Task requirements
Using the listing below, work out how many lines contain the word "usize", and respond with that number alone.

★ ★ ★

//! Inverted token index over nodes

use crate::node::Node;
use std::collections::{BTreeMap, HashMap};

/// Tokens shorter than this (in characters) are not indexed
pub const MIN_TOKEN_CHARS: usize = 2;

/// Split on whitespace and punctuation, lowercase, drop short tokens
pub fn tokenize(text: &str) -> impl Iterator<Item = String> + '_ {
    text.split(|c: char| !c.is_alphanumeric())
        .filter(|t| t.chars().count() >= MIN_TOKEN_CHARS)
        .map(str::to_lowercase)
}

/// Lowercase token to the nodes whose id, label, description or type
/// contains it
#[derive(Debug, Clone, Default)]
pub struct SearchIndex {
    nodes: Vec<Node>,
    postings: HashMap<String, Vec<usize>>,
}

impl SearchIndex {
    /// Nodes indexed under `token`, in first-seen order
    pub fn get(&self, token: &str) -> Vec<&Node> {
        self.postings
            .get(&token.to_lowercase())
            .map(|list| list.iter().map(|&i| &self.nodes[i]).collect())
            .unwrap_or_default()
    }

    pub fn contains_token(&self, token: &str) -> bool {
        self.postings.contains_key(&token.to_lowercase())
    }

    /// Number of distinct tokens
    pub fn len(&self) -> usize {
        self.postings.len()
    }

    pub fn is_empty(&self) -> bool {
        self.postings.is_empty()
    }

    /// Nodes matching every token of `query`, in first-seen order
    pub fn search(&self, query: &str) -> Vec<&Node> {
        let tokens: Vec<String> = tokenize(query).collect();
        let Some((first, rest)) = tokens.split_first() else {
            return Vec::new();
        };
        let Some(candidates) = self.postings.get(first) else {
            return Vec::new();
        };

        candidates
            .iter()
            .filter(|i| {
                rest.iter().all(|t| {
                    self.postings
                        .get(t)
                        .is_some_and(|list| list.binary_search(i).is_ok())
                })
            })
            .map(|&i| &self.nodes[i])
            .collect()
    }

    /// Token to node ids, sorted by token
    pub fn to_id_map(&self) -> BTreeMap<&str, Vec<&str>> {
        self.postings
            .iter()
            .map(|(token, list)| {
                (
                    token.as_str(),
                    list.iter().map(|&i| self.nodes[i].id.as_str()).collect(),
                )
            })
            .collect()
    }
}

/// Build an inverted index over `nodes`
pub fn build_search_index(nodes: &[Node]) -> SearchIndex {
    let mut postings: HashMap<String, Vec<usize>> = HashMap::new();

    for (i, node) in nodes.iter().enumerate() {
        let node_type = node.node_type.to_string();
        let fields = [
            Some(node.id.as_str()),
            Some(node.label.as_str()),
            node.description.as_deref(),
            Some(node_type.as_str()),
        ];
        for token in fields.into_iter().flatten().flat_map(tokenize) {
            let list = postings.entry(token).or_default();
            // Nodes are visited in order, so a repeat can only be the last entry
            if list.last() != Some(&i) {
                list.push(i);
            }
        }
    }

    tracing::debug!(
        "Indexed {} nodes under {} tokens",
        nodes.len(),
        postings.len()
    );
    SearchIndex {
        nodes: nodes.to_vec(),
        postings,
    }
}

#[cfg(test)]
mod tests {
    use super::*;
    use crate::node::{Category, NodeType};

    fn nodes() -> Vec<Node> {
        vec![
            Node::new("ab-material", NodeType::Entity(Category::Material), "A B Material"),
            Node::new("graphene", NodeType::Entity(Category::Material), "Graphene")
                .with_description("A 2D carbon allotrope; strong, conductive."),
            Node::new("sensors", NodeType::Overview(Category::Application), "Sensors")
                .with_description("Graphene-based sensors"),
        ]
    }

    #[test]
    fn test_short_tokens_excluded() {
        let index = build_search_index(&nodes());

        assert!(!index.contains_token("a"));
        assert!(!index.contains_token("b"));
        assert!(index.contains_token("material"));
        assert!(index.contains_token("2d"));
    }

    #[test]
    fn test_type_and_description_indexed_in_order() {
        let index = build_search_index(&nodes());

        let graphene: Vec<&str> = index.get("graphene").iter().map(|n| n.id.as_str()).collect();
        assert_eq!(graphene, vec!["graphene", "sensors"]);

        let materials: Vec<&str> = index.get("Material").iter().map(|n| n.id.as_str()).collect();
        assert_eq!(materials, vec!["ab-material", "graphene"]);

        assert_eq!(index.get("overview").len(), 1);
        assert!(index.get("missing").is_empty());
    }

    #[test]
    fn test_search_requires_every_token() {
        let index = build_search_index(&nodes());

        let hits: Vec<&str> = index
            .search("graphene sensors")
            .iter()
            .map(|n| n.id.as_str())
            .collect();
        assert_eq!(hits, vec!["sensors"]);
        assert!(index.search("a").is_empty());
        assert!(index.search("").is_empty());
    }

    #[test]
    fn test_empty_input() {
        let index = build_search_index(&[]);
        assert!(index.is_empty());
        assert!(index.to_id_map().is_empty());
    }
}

★ ★ ★

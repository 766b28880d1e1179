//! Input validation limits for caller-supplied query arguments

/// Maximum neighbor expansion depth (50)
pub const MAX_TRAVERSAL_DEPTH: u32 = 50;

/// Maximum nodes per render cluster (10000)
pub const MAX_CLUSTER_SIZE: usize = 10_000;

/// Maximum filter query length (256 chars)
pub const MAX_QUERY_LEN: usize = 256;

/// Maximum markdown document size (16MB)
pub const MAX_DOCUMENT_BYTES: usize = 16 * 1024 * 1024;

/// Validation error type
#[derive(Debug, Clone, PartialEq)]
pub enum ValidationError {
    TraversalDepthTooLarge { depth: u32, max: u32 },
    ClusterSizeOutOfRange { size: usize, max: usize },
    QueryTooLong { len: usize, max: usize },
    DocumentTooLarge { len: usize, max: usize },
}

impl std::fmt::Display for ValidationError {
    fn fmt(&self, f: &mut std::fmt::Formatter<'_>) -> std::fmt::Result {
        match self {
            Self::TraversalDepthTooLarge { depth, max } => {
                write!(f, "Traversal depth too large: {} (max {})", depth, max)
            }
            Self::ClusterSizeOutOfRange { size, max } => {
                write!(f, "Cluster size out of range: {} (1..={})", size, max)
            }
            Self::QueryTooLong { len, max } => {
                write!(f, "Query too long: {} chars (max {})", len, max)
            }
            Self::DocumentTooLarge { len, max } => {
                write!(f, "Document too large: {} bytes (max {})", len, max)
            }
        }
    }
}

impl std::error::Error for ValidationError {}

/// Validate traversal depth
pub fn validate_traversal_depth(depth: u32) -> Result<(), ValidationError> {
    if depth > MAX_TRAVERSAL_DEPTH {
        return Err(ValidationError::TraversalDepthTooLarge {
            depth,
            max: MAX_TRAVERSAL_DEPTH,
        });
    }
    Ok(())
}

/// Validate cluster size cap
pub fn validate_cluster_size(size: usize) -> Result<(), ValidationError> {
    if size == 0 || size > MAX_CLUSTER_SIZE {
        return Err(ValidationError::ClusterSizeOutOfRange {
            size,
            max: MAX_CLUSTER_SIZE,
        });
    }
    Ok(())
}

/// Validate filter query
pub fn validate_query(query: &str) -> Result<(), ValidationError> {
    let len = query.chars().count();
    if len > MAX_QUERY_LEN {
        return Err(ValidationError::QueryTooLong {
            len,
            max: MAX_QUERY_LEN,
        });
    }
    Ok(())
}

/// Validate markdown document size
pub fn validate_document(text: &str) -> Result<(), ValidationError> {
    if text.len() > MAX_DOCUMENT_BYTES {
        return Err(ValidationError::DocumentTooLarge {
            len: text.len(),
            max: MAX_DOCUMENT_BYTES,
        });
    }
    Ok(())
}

★ ★ ★

Result for this exercise
11